Lillian Wald arrived in Manhattan in 1889 to attend the New York City Hospital School of Nursing. An Ohio-native, Wald earned her nursing degree at the age of 22 and decided to further her work in healthcare by enrolling in New York Women's Medical College to become a doctor.
While organizing a home nursing program to meet the needs of Manhattan's late nineteenth-century impoverished immigrant population, Wald visited the Lower East Side and witnessed the terrible conditions faced by the city's poor. She was so affected by her experience that she decided to devote her life to providing health and social services to the city's neediest, never completing her doctoral degree. In 1893, she moved to the Lower East Side, where she worked to establish the Henry Street Settlement.
Credited as the founder of public health nursing in the United States, Wald pioneered the social service system and established the Visiting Nurse Service of New York with fellow nurse Mary Brewster. In the spring of 1895, Wald moved to 265 Henry Street with a staff of six nurses to provide health and hygiene to impoverished immigrant men, women, and children at the Settlement.
By 1906, under Wald's leadership, Henry Street Settlement's nursing staff had grown to 27. By 1916, thanks to the support of lifelong friend and Henry Street benefactor Jacob Schiff and a variety of fundraising efforts, the Settlement boasted 250 nurses and offered healthcare, education, housing, and employment assistance, as well as recreational activities, to thousands of patients.
Wald continued to lead the Henry Street Settlement until 1930, when she retired from her position as director. During that time, Wald -- an ardent humanitarian -- also worked to reform national and international health, educational, and political spheres. She helped form the Women's Trade Union League, the National Organization for Public Health Nursing, and Columbia University's School of Nursing, and worked with President Theodore Roosevelt to create the Federal Children's Bureau. A suffragist, Wald also campaigned for women's right to vote and worked for peace during World War I by joining the Woman's Peace Party (WPP) and helping to establish the Women's International League for Peace and Freedom (WILPF).

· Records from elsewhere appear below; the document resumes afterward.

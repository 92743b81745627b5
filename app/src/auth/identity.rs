use std::convert::Infallible;

use axum::extract::{FromRequestParts, OptionalFromRequestParts};
use axum::http::request::Parts;

use crate::{
    common::{ApiError, ApiResult},
    entity::user::{self, Role},
};

/// Who is making the request, recovered from a verified bearer token.
#[derive(Debug, Clone, PartialEq, Eq)]
pub struct Identity {
    pub id: i32,
    pub role: Role,
    pub email: String,
    pub name: String,
}

/// Outcome of reading the bearer credential, stored in request extensions by the auth layer.
#[derive(Debug, Clone)]
pub enum Authentication {
    Anonymous,
    Authenticated(Identity),
    Rejected(String),
}

impl Identity {
    pub fn is_admin(&self) -> bool {
        self.role == Role::Admin
    }

    pub fn is_vendor(&self) -> bool {
        self.role == Role::Vendor
    }

    pub fn require_admin(&self) -> ApiResult<()> {
        if self.is_admin() {
            Ok(())
        } else {
            tracing::warn!(user = self.id, role = self.role.as_str(), "admin route refused");
            Err(ApiError::forbidden())
        }
    }

    pub fn require_vendor_or_admin(&self) -> ApiResult<()> {
        if self.is_admin() || self.is_vendor() {
            Ok(())
        } else {
            tracing::warn!(user = self.id, role = self.role.as_str(), "vendor route refused");
            Err(ApiError::forbidden())
        }
    }

    /// Owners act on their own records; administrators act on anyone's.
    pub fn require_owner_or_admin(&self, owner_id: i32) -> ApiResult<()> {
        if self.is_admin() || self.id == owner_id {
            Ok(())
        } else {
            Err(ApiError::forbidden())
        }
    }
}

impl From<&user::Model> for Identity {
    fn from(user: &user::Model) -> Self {
        Identity {
            id: user.id,
            role: user.role,
            email: user.email.clone(),
            name: user.name.clone(),
        }
    }
}

fn authentication(parts: &Parts) -> Authentication {
    parts
        .extensions
        .get::<Authentication>()
        .cloned()
        .unwrap_or(Authentication::Anonymous)
}

impl<S> FromRequestParts<S> for Identity
where
    S: Send + Sync,
{
    type Rejection = ApiError;

    async fn from_request_parts(parts: &mut Parts, _state: &S) -> Result<Self, Self::Rejection> {
        match authentication(parts) {
            Authentication::Authenticated(identity) => Ok(identity),
            Authentication::Anonymous => Err(ApiError::UnAuthorized(
                "No token, authorization denied".to_string(),
            )),
            Authentication::Rejected(reason) => Err(ApiError::UnAuthorized(reason)),
        }
    }
}

impl<S> OptionalFromRequestParts<S> for Identity
where
    S: Send + Sync,
{
    type Rejection = Infallible;

    async fn from_request_parts(
        parts: &mut Parts,
        _state: &S,
    ) -> Result<Option<Self>, Self::Rejection> {
        match authentication(parts) {
            Authentication::Authenticated(identity) => Ok(Some(identity)),
            _ => Ok(None),
        }
    }
}

#[cfg(test)]
mod tests {
    use super::*;

    fn with_role(role: Role) -> Identity {
        Identity {
            id: 7,
            role,
            email: "x@example.com".to_string(),
            name: "x".to_string(),
        }
    }

    #[test]
    fn role_gates() {
        assert!(with_role(Role::Admin).require_admin().is_ok());
        assert!(with_role(Role::Vendor).require_admin().is_err());
        assert!(with_role(Role::Vendor).require_vendor_or_admin().is_ok());
        assert!(with_role(Role::Admin).require_vendor_or_admin().is_ok());
        assert!(with_role(Role::Customer).require_vendor_or_admin().is_err());
    }

    #[test]
    fn ownership_gate() {
        assert!(with_role(Role::Customer).require_owner_or_admin(7).is_ok());
        assert!(with_role(Role::Customer).require_owner_or_admin(8).is_err());
        assert!(with_role(Role::Admin).require_owner_or_admin(8).is_ok());
    }

    #[test]
    fn role_parsing_is_lenient_on_case_only() {
        assert_eq!(Role::parse("Vendor"), Some(Role::Vendor));
        assert_eq!(Role::parse(" admin "), Some(Role::Admin));
        assert_eq!(Role::parse("superuser"), None);
    }
}
use serde::Deserialize;

/// Object storage for uploaded part images. Local disk is used when disabled.
#[derive(Debug, Deserialize, Clone, Default)]
pub struct S3Config {
    pub enabled: Option<bool>,
    pub bucket: Option<String>,
    pub region: Option<String>,
    pub access_key_id: Option<String>,
    pub secret_access_key: Option<String>,
    pub endpoint: Option<String>,
    pub prefix: Option<String>,
    /// Public base the stored keys are reachable under, e.g. a CDN host.
    pub public_base_url: Option<String>,
}

impl S3Config {
    pub fn enabled(&self) -> bool {
        self.enabled.unwrap_or(false)
    }

    pub fn bucket(&self) -> Option<&str> {
        self.bucket.as_deref().filter(|b| !b.is_empty())
    }

    pub fn region(&self) -> Option<&str> {
        self.region.as_deref().filter(|r| !r.is_empty())
    }

    pub fn access_key_id(&self) -> Option<&str> {
        self.access_key_id.as_deref()
    }

    pub fn secret_access_key(&self) -> Option<&str> {
        self.secret_access_key.as_deref()
    }

    pub fn endpoint(&self) -> Option<&str> {
        self.endpoint.as_deref()
    }

    pub fn prefix(&self) -> &str {
        self.prefix.as_deref().unwrap_or("").trim_matches('/')
    }

    pub fn public_base_url(&self) -> Option<&str> {
        self.public_base_url.as_deref().filter(|u| !u.is_empty())
    }
}
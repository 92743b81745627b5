use std::{cmp::max, time::Duration};

use sea_orm::{
    ConnectOptions, ConnectionTrait, Database, DatabaseBackend, DatabaseConnection, Statement,
};

use migration::{Migrator, MigratorTrait};

use crate::config::DatabaseConfig;

pub async fn init(config: &DatabaseConfig) -> anyhow::Result<DatabaseConnection> {
    let mut options = ConnectOptions::new(config.url());
    options
        .min_connections(max(num_cpus::get() as u32, 2))
        .max_connections(max(num_cpus::get() as u32 * 4, 10))
        .connect_timeout(Duration::from_secs(8))
        .acquire_timeout(Duration::from_secs(30))
        .idle_timeout(Duration::from_secs(300))
        .max_lifetime(Duration::from_secs(3600))
        .sqlx_logging(true);

    if config.is_postgres() {
        options.set_schema_search_path(config.schema());
    }

    let db = Database::connect(options).await?;
    db.ping().await?;

    tracing::info!("Database connected successfully");

    log_db_version(&db).await?;

    Ok(db)
}

/// Single-connection in-memory SQLite with the schema applied. Every extra pooled
/// connection would see its own empty database, so the pool is pinned to one.
pub async fn in_memory() -> anyhow::Result<DatabaseConnection> {
    let mut options = ConnectOptions::new("sqlite::memory:");
    options
        .min_connections(1)
        .max_connections(1)
        .sqlx_logging(false);

    let db = Database::connect(options).await?;
    Migrator::up(&db, None).await?;

    Ok(db)
}

async fn log_db_version(db: &DatabaseConnection) -> anyhow::Result<()> {
    let backend = db.get_database_backend();
    let sql = match backend {
        DatabaseBackend::Sqlite => "SELECT sqlite_version()",
        _ => "SELECT version()",
    };

    let version = db
        .query_one(Statement::from_string(backend, sql.to_owned()))
        .await?
        .ok_or_else(|| anyhow::anyhow!("Could not retrieve database version"))?;

    let version_str: String = version.try_get_by_index::<String>(0)?;
    tracing::info!("Database version: {}", version_str);

    Ok(())
}
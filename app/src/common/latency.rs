use std::{fmt::Display, time::Duration};

use tower_http::trace::OnResponse;

#[derive(Clone)]
pub struct LatencyResponse;

impl<T> OnResponse<T> for LatencyResponse {
    fn on_response(
        self,
        response: &axum::http::Response<T>,
        latency: Duration,
        _: &tracing::Span,
    ) {
        let status = response.status();

        if status.is_server_error() {
            tracing::warn!(latency = %Latency(latency), status = %status, "request failed");
        } else {
            tracing::info!(
                latency = %Latency(latency),
                status = %status,
                "finished processing request"
            );
        }
    }
}

struct Latency(Duration);

impl Display for Latency {
    fn fmt(&self, f: &mut std::fmt::Formatter<'_>) -> std::fmt::Result {
        if self.0.as_millis() > 0 {
            write!(f, "{} ms", self.0.as_millis())
        } else {
            write!(f, "{} µs", self.0.as_micros())
        }
    }
}
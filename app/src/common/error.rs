use axum::{
    extract::{
        multipart::{MultipartError, MultipartRejection},
        rejection::{JsonRejection, PathRejection, QueryRejection},
    },
    http::StatusCode,
    response::{IntoResponse, Response},
};
use axum_valid::ValidationRejection;

use crate::common::ApiResponse;

pub type ApiResult<T> = Result<T, ApiError>;

const INTERNAL_MESSAGE: &str = "Internal Server Error";

#[derive(Debug, thiserror::Error)]
pub enum ApiError {
    #[error("{0}")]
    NotFound(String),

    #[error("{0}")]
    Validation(String),

    #[error("{0}")]
    Conflict(String),

    #[error("{0}")]
    Forbidden(String),

    #[error("{0}")]
    UnAuthorized(String),

    #[error("Database Error: {0}")]
    DataBase(#[from] sea_orm::DbErr),

    #[error("Internal Server Error: {0}")]
    InternalServerError(#[from] anyhow::Error),

    #[error("Bad Query Params: {0}")]
    Query(#[from] QueryRejection),

    #[error("Bad Path Params: {0}")]
    Path(#[from] PathRejection),

    #[error("Bad Request Body: {0}")]
    Json(#[from] JsonRejection),

    #[error("Bad Multipart Body: {0}")]
    Multipart(#[from] MultipartRejection),

    #[error("Bad Multipart Field: {0}")]
    MultipartField(#[from] MultipartError),

    #[error("Bcrypt Error: {0}")]
    Bcrypt(#[from] bcrypt::BcryptError),

    #[error("Token is not valid")]
    Jwt(#[from] jsonwebtoken::errors::Error),

    #[error("Method Not Allowed")]
    MethodNotAllowed,
}

impl From<axum_valid::ValidRejection<ApiError>> for ApiError {
    fn from(rejection: axum_valid::ValidRejection<ApiError>) -> Self {
        match rejection {
            ValidationRejection::Valid(error) => ApiError::Validation(error.to_string()),
            ValidationRejection::Inner(error) => error,
        }
    }
}

impl ApiError {
    pub fn not_found(what: &str) -> Self {
        ApiError::NotFound(format!("{what} not found"))
    }

    pub fn forbidden() -> Self {
        ApiError::Forbidden("Forbidden".to_string())
    }

    pub fn validation<M: Into<String>>(message: M) -> Self {
        ApiError::Validation(message.into())
    }

    pub fn status_code(&self) -> StatusCode {
        match self {
            ApiError::NotFound(_) => StatusCode::NOT_FOUND,
            ApiError::Conflict(_) => StatusCode::CONFLICT,
            ApiError::Forbidden(_) => StatusCode::FORBIDDEN,
            ApiError::InternalServerError(_) | ApiError::DataBase(_) | ApiError::Bcrypt(_) => {
                StatusCode::INTERNAL_SERVER_ERROR
            }
            ApiError::Query(_)
            | ApiError::Path(_)
            | ApiError::Json(_)
            | ApiError::Multipart(_)
            | ApiError::MultipartField(_)
            | ApiError::Validation(_) => StatusCode::BAD_REQUEST,
            ApiError::Jwt(_) | ApiError::UnAuthorized(_) => StatusCode::UNAUTHORIZED,
            ApiError::MethodNotAllowed => StatusCode::METHOD_NOT_ALLOWED,
        }
    }

    /// Message shown to the client. Server-side failures never leak their detail.
    pub fn public_message(&self) -> String {
        if self.status_code().is_server_error() {
            INTERNAL_MESSAGE.to_string()
        } else {
            self.to_string()
        }
    }
}

impl IntoResponse for ApiError {
    fn into_response(self) -> Response {
        let status_code = self.status_code();

        if status_code.is_server_error() {
            tracing::error!(error = %self, "request failed");
        }

        let body = axum::Json(ApiResponse::<()>::err(
            status_code.as_u16(),
            self.public_message(),
        ));

        (status_code, body).into_response()
    }
}

impl From<ApiError> for Response {
    fn from(value: ApiError) -> Self {
        value.into_response()
    }
}

#[cfg(test)]
mod tests {
    use super::*;

    #[test]
    fn internal_errors_are_masked() {
        let err = ApiError::from(anyhow::anyhow!("connection refused on 10.0.0.3"));
        assert_eq!(err.status_code(), StatusCode::INTERNAL_SERVER_ERROR);
        assert_eq!(err.public_message(), "Internal Server Error");
    }

    #[test]
    fn client_errors_keep_their_message() {
        let err = ApiError::validation("No order items");
        assert_eq!(err.status_code(), StatusCode::BAD_REQUEST);
        assert_eq!(err.public_message(), "No order items");

        assert_eq!(ApiError::forbidden().status_code(), StatusCode::FORBIDDEN);
        assert_eq!(
            ApiError::not_found("Product").public_message(),
            "Product not found"
        );
    }
}
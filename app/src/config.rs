pub mod auth;
pub mod database;
pub mod jwt;
pub mod logger;
pub mod s3;
pub mod server;
pub mod sms;
pub mod uploads;

pub(crate) use std::sync::LazyLock;

use anyhow::Context;
use config::Config;
use serde::Deserialize;

pub use auth::AuthConfig;
pub use database::DatabaseConfig;
pub use jwt::JwtConfig;
pub use logger::LoggerConfig;
pub use s3::S3Config;
pub use server::ServerConfig;
pub use sms::SmsConfig;
pub use uploads::UploadsConfig;

static APPCONFIG: LazyLock<AppConfig> =
    LazyLock::new(|| AppConfig::load().expect("Failed to load application configuration"));

#[derive(Debug, Deserialize)]
pub struct AppConfig {
    server: ServerConfig,
    database: DatabaseConfig,
    #[serde(default)]
    jwt: JwtConfig,
    #[serde(default)]
    auth: AuthConfig,
    #[serde(default)]
    s3: S3Config,
    #[serde(default)]
    sms: SmsConfig,
    #[serde(default)]
    uploads: UploadsConfig,
    #[serde(default)]
    logger: LoggerConfig,
}

impl AppConfig {
    pub fn load() -> anyhow::Result<Self> {
        Config::builder()
            .add_source(
                config::File::with_name("application")
                    .format(config::FileFormat::Yaml)
                    .required(true),
            )
            .add_source(
                config::Environment::with_prefix("APP")
                    .try_parsing(true)
                    .separator("_"),
            )
            .build()
            .with_context(|| "Failed to read The Configuration")?
            .try_deserialize()
            .with_context(|| "Failed to deserialize The Configuration")
    }

    pub fn server(&self) -> &ServerConfig {
        &self.server
    }

    pub fn database(&self) -> &DatabaseConfig {
        &self.database
    }

    pub fn jwt(&self) -> &JwtConfig {
        &self.jwt
    }

    pub fn auth(&self) -> &AuthConfig {
        &self.auth
    }

    pub fn s3(&self) -> &S3Config {
        &self.s3
    }

    pub fn sms(&self) -> &SmsConfig {
        &self.sms
    }

    pub fn uploads(&self) -> &UploadsConfig {
        &self.uploads
    }

    pub fn logger(&self) -> &LoggerConfig {
        &self.logger
    }
}

pub fn get() -> &'static AppConfig {
    &APPCONFIG
}
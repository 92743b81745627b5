use chrono::{DateTime, NaiveDate, Utc};
use sea_orm::entity::prelude::*;

#[derive(Clone, Debug, PartialEq, DeriveEntityModel)]
#[sea_orm(table_name = "orders")]
pub struct Model {
    #[sea_orm(primary_key)]
    pub id: i32,
    pub user_id: i32,
    /// Loosely structured: a postal address or the buyer's coordinates.
    pub shipping_address: Json,
    pub payment_method: Option<String>,
    pub phone: Option<String>,
    pub collection_date: Option<NaiveDate>,
    pub is_paid: bool,
    pub paid_at: Option<DateTime<Utc>>,
    pub is_delivered: bool,
    pub delivered_at: Option<DateTime<Utc>>,
    /// Outcome of the confirmation SMS: exactly one of these is set once attempted.
    pub sms_sent_at: Option<DateTime<Utc>>,
    #[sea_orm(column_type = "Text", nullable)]
    pub sms_error: Option<String>,
    pub created_at: DateTime<Utc>,
    pub updated_at: DateTime<Utc>,
}

#[derive(Copy, Clone, Debug, EnumIter, DeriveRelation)]
pub enum Relation {
    #[sea_orm(
        belongs_to = "super::user::Entity",
        from = "Column::UserId",
        to = "super::user::Column::Id"
    )]
    User,
    #[sea_orm(has_many = "super::order_item::Entity")]
    OrderItem,
}

impl Related<super::user::Entity> for Entity {
    fn to() -> RelationDef {
        Relation::User.def()
    }
}

impl Related<super::order_item::Entity> for Entity {
    fn to() -> RelationDef {
        Relation::OrderItem.def()
    }
}

impl ActiveModelBehavior for ActiveModel {}
use std::sync::Arc;
use std::{future::Future, pin::Pin};

use axum::body::Body;
use axum::http::{Request, Response, header::AUTHORIZATION};
use tower_http::auth::{AsyncAuthorizeRequest, AsyncRequireAuthorizationLayer};

use super::{identity::Authentication, service::JwtService};

/// Decodes the bearer credential, if any, into an [`Authentication`].
///
/// It never rejects a request itself: open routes stay reachable with a stale token,
/// and handlers that need an identity reject through the `Identity` extractor.
#[derive(Clone)]
pub struct JwtAuthLayer {
    jwt: Arc<JwtService>,
}

impl JwtAuthLayer {
    pub fn new(jwt: Arc<JwtService>) -> Self {
        JwtAuthLayer { jwt }
    }

    fn authenticate(&self, request: &Request<Body>) -> Authentication {
        let Some(header) = request.headers().get(AUTHORIZATION) else {
            return Authentication::Anonymous;
        };

        let Some(token) = header.to_str().ok().and_then(extract_bearer) else {
            return Authentication::Rejected("Malformed Authorization header".to_string());
        };

        match self.jwt.decode(token) {
            Ok(identity) => Authentication::Authenticated(identity),
            Err(err) => {
                tracing::debug!(error = %err, "bearer token rejected");
                Authentication::Rejected("Token is not valid".to_string())
            }
        }
    }
}

pub fn jwt_auth_layer(jwt: Arc<JwtService>) -> AsyncRequireAuthorizationLayer<JwtAuthLayer> {
    AsyncRequireAuthorizationLayer::new(JwtAuthLayer::new(jwt))
}

impl AsyncAuthorizeRequest<Body> for JwtAuthLayer {
    type RequestBody = Body;

    type ResponseBody = Body;

    type Future = Pin<
        Box<
            dyn Future<Output = Result<Request<Self::RequestBody>, Response<Self::ResponseBody>>>
                + Send,
        >,
    >;

    fn authorize(&mut self, mut request: Request<Body>) -> Self::Future {
        let authentication = self.authenticate(&request);
        request.extensions_mut().insert(authentication);

        Box::pin(async move { Ok(request) })
    }
}

fn extract_bearer(raw: &str) -> Option<&str> {
    let (scheme, token) = raw.trim().split_once(' ')?;
    let token = token.trim();

    (scheme.eq_ignore_ascii_case("bearer") && !token.is_empty()).then_some(token)
}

In 1922, Wald was recognized for her contributions and was named one of the 12 greatest living American women by the New York Times. She later received the Lincoln Medallion for her work as an "Outstanding Citizen of New York," in 1936, and is credited throughout history as one of the country's most influential woman leaders.
Wald died at her Connecticut home in September 1940, but her legacy at Lower Manhattan's historic Henry Street Settlement lives on. Throughout the twentieth century, the Settlement established new facilities in Lower Manhattan to provide progressive services designed to meet the changing needs of the city's diverse poor population.
Today, the Henry Street Settlement is a non-profit organization that continues to offer social services and arts programming to more than 100,000 New Yorkers each year at 18 locations throughout the Lower East Side, including 263, 265, and 267 Henry Street -- the original buildings established by Wald. It remains one of the nation's oldest settlement houses.